CDSoft commented 7 years ago

I don't think that redundant disk access are a problem since the OS is supposed to cache files in memory. Unless you deal with huge files, they will be read once (until the OS flushes the disk cache) for all subsequent pp executions (or any other process).

Processes have only one stdin port (port 0 is stdin, port 1 is stdout, port 2 is stderr, other ports may be used for any file or pipe open by the process). pp works as a unix filter. It reads stdin (and/or parameters) and outputs the result on stdout. -import is the only way to get some macro definitions without polluting stdin.

pp parses text and macros but not YAML (I don't think that mixing parser would be a good idea). If you want pp to generate and/or merge YAML definitions you can either use external tools or macros that generate the YAML structure.

tajmone commented 7 years ago

I don't think that redundant disk access are a problem since the OS is supposed to cache files in memory. > Unless you deal with huge files, they will be read once (until the OS flushes the disk cache) for all subsequent pp executions (or any other process).

Good to know, I wasn't aware of this. This would make things much easier, and spare me memory managing all those files. I'm using a cross-platform (Win, Mac, Linux) language for the CMS, all filesystem operations are handled by the language's libraries but I should be able to verify peformance with the lang's debugger and purifier.

Then the double STDIN stream wouldn't be an issue at all since all operations would be from file sources.

pp parses text and macros but not YAML (I don't think that mixing parser would be a good idea).

I know that this would mean implementing a full YAML parser on top of PP, which is beyond the scope of a generic pre-processor. But then, if there was an enhancement in that direction to be made I guess YAML would be the number one choice. As I previously pointed out in issue #9, I've found some external tools to parse YAML contents to env-vars, and they provided rather useful. But possibly it might be even better to go for pandoc filters then.

Thanks for the info, it came at a good time and spared me investing lots of time in the wrong direction. I really think that PP can bring great innovation in pandoc-driven CMSs'. For script based CMS, I think that two good candidate base project are:

The former is a strong CMS build specifically around Pandoc, and accepts preprocessors by default (haven't had yet time to test if it integrates well with PP).

The latter is particularly promising because is a highly customizable and plugin-driven multipurpose CMS framework. It already has a pandoc wrapper (metalsmith-pandoc) and would only require a PP plugin to make the magic happen.

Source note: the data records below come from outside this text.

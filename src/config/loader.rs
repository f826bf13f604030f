//! Configuration file loading with precedence handling.

use super::{BrowserConfig, INITIAL_REVEAL, PAGE_LIMIT, PAGE_SIZE, REVEAL_DELAY, REVEAL_STEP};
use serde::Deserialize;
use std::path::PathBuf;
use std::time::Duration;
use thiserror::Error;

/// Env var naming an explicit config file.
pub const CONFIG_ENV: &str = "RECVIEW_CONFIG";
/// Env var naming the records file.
pub const DATA_ENV: &str = "RECVIEW_DATA";
/// Env var overriding the page size.
pub const PAGE_SIZE_ENV: &str = "RECVIEW_PAGE_SIZE";

/// Errors that can occur during config loading.
#[derive(Debug, Error, Clone, PartialEq, Eq)]
pub enum ConfigError {
    /// Failed to read config file (permission issues, not a file).
    #[error("Failed to read config file at {path}: {reason}")]
    ReadError {
        /// Path that failed to read.
        path: PathBuf,
        /// Reason for failure.
        reason: String,
    },

    /// Config file contains invalid TOML syntax or unknown keys.
    #[error("Invalid TOML in {path}: {reason}")]
    ParseError {
        /// Path with invalid TOML.
        path: PathBuf,
        /// Parse error details.
        reason: String,
    },
}

/// TOML configuration file structure.
///
/// All fields are optional - if not specified, hardcoded defaults are used.
/// Corresponds to `~/.config/recview/config.toml`.
#[derive(Debug, Clone, Deserialize, PartialEq, Eq, Default)]
#[serde(deny_unknown_fields)]
pub struct ConfigFile {
    /// Records file to browse.
    #[serde(default)]
    pub data_file: Option<PathBuf>,

    /// Records per page.
    #[serde(default)]
    pub page_size: Option<usize>,

    /// Rows shown when a page first loads.
    #[serde(default)]
    pub initial_reveal: Option<usize>,

    /// Rows added per reveal.
    #[serde(default)]
    pub reveal_step: Option<usize>,

    /// Reveal delay in milliseconds.
    #[serde(default)]
    pub reveal_delay_ms: Option<u64>,

    /// Number of pages the pager allows.
    #[serde(default)]
    pub page_limit: Option<usize>,

    /// Path to log file for tracing output.
    #[serde(default)]
    pub log_file_path: Option<PathBuf>,
}

/// Resolved configuration after applying precedence rules.
///
/// Created by merging defaults, config file, env vars, and CLI args.
#[derive(Debug, Clone, PartialEq, Eq)]
pub struct ResolvedConfig {
    /// Records file, if any source named one.
    pub data_file: Option<PathBuf>,
    /// Records per page.
    pub page_size: usize,
    /// Rows shown before the first reveal.
    pub initial_reveal: usize,
    /// Rows added by each reveal.
    pub reveal_step: usize,
    /// Delay between sentinel visibility and the reveal.
    pub reveal_delay: Duration,
    /// Number of pages the pager allows.
    pub page_limit: usize,
    /// Path to log file for tracing output.
    pub log_file_path: PathBuf,
}

impl Default for ResolvedConfig {
    fn default() -> Self {
        Self {
            data_file: None,
            page_size: PAGE_SIZE,
            initial_reveal: INITIAL_REVEAL,
            reveal_step: REVEAL_STEP,
            reveal_delay: REVEAL_DELAY,
            page_limit: PAGE_LIMIT,
            log_file_path: default_log_path(),
        }
    }
}

impl ResolvedConfig {
    /// Settings for the view-state controller.
    ///
    /// Page size, reveal step and page limit are floored at 1.
    pub fn browser(&self) -> BrowserConfig {
        BrowserConfig {
            page_size: self.page_size.max(1),
            initial_reveal: self.initial_reveal,
            reveal_step: self.reveal_step.max(1),
            reveal_delay: self.reveal_delay,
            page_limit: self.page_limit.max(1),
        }
    }
}

/// Resolve default log file path.
///
/// Returns `~/.local/state/recview/recview.log` on Unix-like systems,
/// or appropriate platform path on other systems.
///
/// If state directory cannot be determined, falls back to current directory.
pub fn default_log_path() -> PathBuf {
    if let Some(state_dir) = dirs::state_dir() {
        state_dir.join("recview").join("recview.log")
    } else {
        PathBuf::from("recview.log")
    }
}

/// Load configuration file from a specific path.
///
/// Returns `Ok(None)` if file doesn't exist (not an error - use defaults).
///
/// # Errors
///
/// Returns error if file exists but has read or parse errors.
pub fn load_config_file(path: impl Into<PathBuf>) -> Result<Option<ConfigFile>, ConfigError> {
    let path = path.into();

    // Missing file is not an error - use defaults
    if !path.exists() {
        return Ok(None);
    }

    let contents = std::fs::read_to_string(&path).map_err(|e| ConfigError::ReadError {
        path: path.clone(),
        reason: e.to_string(),
    })?;

    let config: ConfigFile = toml::from_str(&contents).map_err(|e| ConfigError::ParseError {
        path: path.clone(),
        reason: e.to_string(),
    })?;

    Ok(Some(config))
}

/// Resolve default config file path.
///
/// Returns `~/.config/recview/config.toml` on Unix, appropriate path on other platforms.
pub fn default_config_path() -> Option<PathBuf> {
    dirs::config_dir().map(|dir| dir.join("recview").join("config.toml"))
}

/// Load configuration with precedence handling.
///
/// Precedence (highest to lowest):
/// 1. Explicit `config_path` argument (CLI `--config`)
/// 2. `RECVIEW_CONFIG` environment variable
/// 3. Default path `~/.config/recview/config.toml`
///
/// # Errors
///
/// Returns error only if a config file exists but cannot be read or parsed.
pub fn load_config_with_precedence(
    config_path: Option<PathBuf>,
) -> Result<Option<ConfigFile>, ConfigError> {
    if let Some(path) = config_path {
        return load_config_file(path);
    }

    if let Ok(env_path) = std::env::var(CONFIG_ENV) {
        return load_config_file(PathBuf::from(env_path));
    }

    if let Some(default_path) = default_config_path() {
        return load_config_file(default_path);
    }

    Ok(None)
}

/// Merge config file into defaults to create resolved config.
///
/// For each field in `ConfigFile`, if `Some(value)`, use it; otherwise use default.
pub fn merge_config(config_file: Option<ConfigFile>) -> ResolvedConfig {
    let defaults = ResolvedConfig::default();

    let Some(config) = config_file else {
        return defaults;
    };

    ResolvedConfig {
        data_file: config.data_file.or(defaults.data_file),
        page_size: config.page_size.unwrap_or(defaults.page_size),
        initial_reveal: config.initial_reveal.unwrap_or(defaults.initial_reveal),
        reveal_step: config.reveal_step.unwrap_or(defaults.reveal_step),
        reveal_delay: config
            .reveal_delay_ms
            .map(Duration::from_millis)
            .unwrap_or(defaults.reveal_delay),
        page_limit: config.page_limit.unwrap_or(defaults.page_limit),
        log_file_path: config.log_file_path.unwrap_or(defaults.log_file_path),
    }
}

/// Apply environment variable overrides to resolved config.
///
/// Checks for:
/// - `RECVIEW_DATA`: Override records file
/// - `RECVIEW_PAGE_SIZE`: Override page size (ignored unless a positive integer)
pub fn apply_env_overrides(mut config: ResolvedConfig) -> ResolvedConfig {
    if let Ok(data) = std::env::var(DATA_ENV) {
        if !data.is_empty() {
            config.data_file = Some(PathBuf::from(data));
        }
    }

    if let Some(size) = std::env::var(PAGE_SIZE_ENV)
        .ok()
        .and_then(|raw| raw.trim().parse::<usize>().ok())
        .filter(|&size| size > 0)
    {
        config.page_size = size;
    }

    config
}

/// Apply CLI argument overrides to resolved config.
///
/// Precedence chain: Defaults → Config File → Env Vars → CLI Args (highest)
pub fn apply_cli_overrides(
    mut config: ResolvedConfig,
    data_file_override: Option<PathBuf>,
) -> ResolvedConfig {
    if let Some(data_file) = data_file_override {
        config.data_file = Some(data_file);
    }

    config
}

#[cfg(test)]
#[path = "loader_tests.rs"]
mod tests;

The good thing about PP + Pandoc is that you have a simple base (markdown or rst, which have simple rules) and you add your custom macros taylored to your needs. So you don't have the cumbersomeness of big applications (like Asciidoc/AsciiDoctor, and their complex rules), but still enjoy the freedom of acomplishing whatever you want by reaching for external tools or scripts. Once a project is set up, with all its PP macros in place, maintainance is really easy — and by changing a single macro you can affect the whole project's output. And the good part is that it doesn't involve programming skills nor knowledge of any specific language, so you can expect a wider contributors pool.

tajmone commented 7 years ago

Thanks a lot for this tip Christophe! I did some research on the topic to fill the gap, and realized it would be pointless to implement all those manual memory buffers, and from the documentation of the language I'm currently using for the project I see that I can set the FileBuffer size (or disable buffering altogether) for all file I/O operations, and even force to flush buffers in writing operations — and this works cross-platform.

So my app should benefit from any OS' built-in file caching system, and the language handles it transparently with its file library.